> **Task prompt**:
Count up the lines of the data below that contain the string "IssueInstant", then give only the total.
——
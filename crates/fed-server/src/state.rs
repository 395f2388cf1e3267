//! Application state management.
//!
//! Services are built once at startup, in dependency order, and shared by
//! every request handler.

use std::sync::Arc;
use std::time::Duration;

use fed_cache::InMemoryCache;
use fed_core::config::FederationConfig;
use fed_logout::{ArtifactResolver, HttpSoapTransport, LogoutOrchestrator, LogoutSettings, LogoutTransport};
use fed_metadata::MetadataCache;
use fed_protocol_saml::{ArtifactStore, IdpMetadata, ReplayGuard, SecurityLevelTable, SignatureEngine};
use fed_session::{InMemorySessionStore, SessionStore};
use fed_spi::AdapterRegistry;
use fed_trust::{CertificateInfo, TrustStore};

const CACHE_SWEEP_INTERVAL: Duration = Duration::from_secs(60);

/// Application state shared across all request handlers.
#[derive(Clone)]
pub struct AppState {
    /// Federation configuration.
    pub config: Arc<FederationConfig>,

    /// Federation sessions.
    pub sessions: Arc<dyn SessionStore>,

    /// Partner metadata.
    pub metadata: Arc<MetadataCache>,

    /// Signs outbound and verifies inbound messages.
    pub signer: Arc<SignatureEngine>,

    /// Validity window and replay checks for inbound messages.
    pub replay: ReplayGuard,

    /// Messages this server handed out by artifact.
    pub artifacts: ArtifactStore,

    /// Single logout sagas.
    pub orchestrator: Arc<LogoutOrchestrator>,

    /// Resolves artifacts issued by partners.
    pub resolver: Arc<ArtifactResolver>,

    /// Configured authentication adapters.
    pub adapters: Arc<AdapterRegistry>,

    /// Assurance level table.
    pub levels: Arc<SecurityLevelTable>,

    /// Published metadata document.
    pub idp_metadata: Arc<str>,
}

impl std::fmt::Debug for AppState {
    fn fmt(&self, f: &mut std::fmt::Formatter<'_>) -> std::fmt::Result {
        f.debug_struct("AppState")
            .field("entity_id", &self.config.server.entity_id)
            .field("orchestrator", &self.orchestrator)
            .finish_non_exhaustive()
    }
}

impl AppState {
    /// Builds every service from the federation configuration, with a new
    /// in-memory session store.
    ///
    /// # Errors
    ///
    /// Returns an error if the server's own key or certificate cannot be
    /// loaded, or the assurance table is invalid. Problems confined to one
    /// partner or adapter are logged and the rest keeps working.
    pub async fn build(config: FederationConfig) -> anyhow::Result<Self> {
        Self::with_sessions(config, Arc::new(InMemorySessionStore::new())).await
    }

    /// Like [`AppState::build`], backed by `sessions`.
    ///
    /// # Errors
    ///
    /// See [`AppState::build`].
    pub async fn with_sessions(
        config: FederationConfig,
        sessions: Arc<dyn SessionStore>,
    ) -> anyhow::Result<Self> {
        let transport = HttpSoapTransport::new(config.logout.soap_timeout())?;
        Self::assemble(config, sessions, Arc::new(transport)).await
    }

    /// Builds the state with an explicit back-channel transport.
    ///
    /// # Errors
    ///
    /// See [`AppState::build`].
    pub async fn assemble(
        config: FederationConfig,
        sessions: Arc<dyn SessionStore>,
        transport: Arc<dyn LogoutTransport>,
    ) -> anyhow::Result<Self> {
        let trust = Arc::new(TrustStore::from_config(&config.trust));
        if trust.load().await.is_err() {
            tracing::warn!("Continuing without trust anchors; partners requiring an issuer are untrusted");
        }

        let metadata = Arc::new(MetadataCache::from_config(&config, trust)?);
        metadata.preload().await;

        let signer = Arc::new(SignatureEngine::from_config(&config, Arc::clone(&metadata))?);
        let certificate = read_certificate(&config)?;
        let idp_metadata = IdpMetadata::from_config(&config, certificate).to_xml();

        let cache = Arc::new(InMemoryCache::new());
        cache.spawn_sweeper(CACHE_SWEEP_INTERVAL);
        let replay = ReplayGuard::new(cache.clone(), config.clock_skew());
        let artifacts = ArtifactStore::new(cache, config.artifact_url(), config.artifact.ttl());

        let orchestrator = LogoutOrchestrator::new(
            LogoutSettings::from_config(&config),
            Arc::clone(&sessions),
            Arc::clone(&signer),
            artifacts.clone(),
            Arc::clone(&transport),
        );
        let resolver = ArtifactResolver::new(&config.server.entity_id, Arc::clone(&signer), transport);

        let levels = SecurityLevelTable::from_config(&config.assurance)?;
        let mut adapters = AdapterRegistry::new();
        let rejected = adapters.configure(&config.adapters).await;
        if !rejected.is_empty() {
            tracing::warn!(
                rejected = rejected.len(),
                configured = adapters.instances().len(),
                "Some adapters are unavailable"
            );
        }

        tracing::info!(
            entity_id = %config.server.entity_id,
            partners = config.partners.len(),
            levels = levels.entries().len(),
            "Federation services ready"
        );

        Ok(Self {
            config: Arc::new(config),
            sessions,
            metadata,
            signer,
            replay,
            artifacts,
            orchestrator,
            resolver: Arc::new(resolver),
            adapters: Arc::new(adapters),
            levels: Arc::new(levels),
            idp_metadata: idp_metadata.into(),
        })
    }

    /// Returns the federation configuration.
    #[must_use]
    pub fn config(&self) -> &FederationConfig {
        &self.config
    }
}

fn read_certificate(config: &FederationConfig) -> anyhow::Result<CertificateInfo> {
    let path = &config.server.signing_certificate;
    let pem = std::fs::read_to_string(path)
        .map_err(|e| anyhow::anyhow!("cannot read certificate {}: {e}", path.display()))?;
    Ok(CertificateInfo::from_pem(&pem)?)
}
——
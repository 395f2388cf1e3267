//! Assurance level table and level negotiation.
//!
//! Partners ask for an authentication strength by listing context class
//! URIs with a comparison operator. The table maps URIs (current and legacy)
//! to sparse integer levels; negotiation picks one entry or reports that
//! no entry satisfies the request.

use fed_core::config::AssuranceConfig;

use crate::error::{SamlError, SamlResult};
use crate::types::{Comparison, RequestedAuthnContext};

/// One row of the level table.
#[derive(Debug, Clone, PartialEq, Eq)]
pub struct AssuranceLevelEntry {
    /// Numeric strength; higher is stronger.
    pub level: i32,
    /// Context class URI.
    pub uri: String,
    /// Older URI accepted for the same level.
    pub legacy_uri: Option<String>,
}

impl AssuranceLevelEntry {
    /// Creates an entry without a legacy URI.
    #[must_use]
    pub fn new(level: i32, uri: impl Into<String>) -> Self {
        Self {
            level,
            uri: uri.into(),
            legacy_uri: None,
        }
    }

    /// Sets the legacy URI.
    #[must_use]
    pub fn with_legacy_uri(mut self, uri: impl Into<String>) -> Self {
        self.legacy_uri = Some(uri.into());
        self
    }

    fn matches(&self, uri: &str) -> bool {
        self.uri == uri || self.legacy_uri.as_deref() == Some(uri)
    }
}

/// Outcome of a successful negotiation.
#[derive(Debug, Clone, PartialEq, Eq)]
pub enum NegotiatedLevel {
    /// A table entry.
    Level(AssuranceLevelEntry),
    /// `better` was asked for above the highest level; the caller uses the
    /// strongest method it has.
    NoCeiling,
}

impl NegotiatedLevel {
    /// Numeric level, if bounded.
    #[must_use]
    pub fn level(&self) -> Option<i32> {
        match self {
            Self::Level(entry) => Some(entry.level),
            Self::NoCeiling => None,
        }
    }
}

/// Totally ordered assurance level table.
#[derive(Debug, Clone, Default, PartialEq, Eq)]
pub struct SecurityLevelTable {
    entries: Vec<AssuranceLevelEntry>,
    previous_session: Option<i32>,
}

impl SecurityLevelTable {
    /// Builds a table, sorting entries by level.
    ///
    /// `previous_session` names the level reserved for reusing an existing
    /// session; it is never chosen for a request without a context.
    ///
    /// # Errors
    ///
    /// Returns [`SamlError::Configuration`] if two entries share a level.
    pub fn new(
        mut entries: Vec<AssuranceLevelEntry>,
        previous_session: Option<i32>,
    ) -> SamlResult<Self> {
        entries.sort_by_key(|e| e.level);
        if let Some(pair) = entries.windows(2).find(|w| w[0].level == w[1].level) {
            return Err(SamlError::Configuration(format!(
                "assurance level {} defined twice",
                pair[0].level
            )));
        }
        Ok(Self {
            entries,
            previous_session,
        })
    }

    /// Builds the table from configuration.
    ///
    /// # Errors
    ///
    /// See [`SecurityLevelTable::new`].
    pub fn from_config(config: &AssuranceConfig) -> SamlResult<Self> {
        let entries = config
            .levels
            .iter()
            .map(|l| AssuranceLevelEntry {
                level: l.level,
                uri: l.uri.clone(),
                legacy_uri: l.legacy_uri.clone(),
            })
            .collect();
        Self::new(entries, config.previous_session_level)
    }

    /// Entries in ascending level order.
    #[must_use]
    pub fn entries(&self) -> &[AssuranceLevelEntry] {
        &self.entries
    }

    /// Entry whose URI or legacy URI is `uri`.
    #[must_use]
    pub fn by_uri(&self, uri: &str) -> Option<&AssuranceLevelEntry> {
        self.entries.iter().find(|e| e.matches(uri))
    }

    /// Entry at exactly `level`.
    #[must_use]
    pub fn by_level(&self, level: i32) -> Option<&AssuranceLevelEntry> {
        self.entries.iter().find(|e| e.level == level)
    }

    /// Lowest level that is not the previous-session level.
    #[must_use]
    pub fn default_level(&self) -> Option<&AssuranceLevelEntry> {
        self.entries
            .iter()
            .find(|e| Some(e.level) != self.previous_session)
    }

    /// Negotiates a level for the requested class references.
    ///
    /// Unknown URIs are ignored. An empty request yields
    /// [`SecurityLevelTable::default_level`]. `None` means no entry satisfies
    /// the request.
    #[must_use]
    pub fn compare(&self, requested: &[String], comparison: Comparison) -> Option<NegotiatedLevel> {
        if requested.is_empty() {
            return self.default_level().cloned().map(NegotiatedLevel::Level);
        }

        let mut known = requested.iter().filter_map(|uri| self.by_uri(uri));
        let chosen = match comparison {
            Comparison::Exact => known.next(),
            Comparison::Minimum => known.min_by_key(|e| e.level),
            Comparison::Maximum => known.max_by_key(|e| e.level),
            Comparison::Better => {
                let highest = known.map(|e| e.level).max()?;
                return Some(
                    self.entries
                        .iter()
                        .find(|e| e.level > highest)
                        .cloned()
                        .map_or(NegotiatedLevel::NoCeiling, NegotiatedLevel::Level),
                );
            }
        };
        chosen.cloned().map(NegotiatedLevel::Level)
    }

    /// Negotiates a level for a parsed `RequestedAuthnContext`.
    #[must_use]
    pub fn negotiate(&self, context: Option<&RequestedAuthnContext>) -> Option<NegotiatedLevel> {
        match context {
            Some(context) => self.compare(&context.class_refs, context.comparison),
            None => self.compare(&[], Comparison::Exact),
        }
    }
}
——
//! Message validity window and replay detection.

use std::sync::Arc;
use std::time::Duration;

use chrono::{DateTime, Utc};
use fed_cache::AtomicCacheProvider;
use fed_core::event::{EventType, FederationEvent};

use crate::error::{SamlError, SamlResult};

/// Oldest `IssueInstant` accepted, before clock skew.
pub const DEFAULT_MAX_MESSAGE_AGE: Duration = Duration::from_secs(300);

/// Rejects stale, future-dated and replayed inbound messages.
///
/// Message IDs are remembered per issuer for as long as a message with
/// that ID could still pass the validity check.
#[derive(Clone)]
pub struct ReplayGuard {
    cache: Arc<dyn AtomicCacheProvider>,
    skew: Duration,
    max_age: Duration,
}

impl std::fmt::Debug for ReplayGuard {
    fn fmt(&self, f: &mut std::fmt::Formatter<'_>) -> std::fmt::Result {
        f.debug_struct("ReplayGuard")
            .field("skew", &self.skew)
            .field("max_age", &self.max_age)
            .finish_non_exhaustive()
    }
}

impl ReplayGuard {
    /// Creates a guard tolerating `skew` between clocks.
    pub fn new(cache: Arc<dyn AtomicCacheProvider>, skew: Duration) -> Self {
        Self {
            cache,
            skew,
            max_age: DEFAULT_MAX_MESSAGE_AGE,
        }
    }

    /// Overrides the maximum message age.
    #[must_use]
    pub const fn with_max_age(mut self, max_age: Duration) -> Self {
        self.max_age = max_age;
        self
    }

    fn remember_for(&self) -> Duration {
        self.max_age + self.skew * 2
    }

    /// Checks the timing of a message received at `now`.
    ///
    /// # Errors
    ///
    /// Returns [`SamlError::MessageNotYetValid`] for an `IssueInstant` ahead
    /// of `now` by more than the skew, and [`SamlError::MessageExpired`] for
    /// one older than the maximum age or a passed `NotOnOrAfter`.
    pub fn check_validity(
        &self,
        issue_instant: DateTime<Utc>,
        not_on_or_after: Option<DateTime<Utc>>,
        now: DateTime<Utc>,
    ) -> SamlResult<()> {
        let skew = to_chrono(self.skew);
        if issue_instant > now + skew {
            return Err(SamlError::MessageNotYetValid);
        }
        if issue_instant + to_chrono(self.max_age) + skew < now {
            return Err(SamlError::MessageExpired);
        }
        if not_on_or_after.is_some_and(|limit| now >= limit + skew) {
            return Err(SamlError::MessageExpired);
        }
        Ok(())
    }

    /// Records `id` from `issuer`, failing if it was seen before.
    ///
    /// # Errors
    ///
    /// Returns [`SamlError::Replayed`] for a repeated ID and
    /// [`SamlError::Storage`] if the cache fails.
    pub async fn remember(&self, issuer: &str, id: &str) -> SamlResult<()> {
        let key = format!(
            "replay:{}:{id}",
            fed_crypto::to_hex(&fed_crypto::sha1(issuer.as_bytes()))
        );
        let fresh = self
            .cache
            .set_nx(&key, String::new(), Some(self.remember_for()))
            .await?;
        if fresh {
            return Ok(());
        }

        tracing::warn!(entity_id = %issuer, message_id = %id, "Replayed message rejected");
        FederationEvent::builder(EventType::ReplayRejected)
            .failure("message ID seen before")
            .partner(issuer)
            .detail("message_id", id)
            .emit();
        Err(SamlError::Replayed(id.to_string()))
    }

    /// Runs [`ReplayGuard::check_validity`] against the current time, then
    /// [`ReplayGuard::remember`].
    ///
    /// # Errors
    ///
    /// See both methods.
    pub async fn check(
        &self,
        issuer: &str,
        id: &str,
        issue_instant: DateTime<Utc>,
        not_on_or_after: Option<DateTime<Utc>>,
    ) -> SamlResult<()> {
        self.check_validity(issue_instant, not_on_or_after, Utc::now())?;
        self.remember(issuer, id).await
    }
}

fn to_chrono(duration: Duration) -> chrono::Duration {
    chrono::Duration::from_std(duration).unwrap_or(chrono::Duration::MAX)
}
——
> **Solution for this exercise**:
2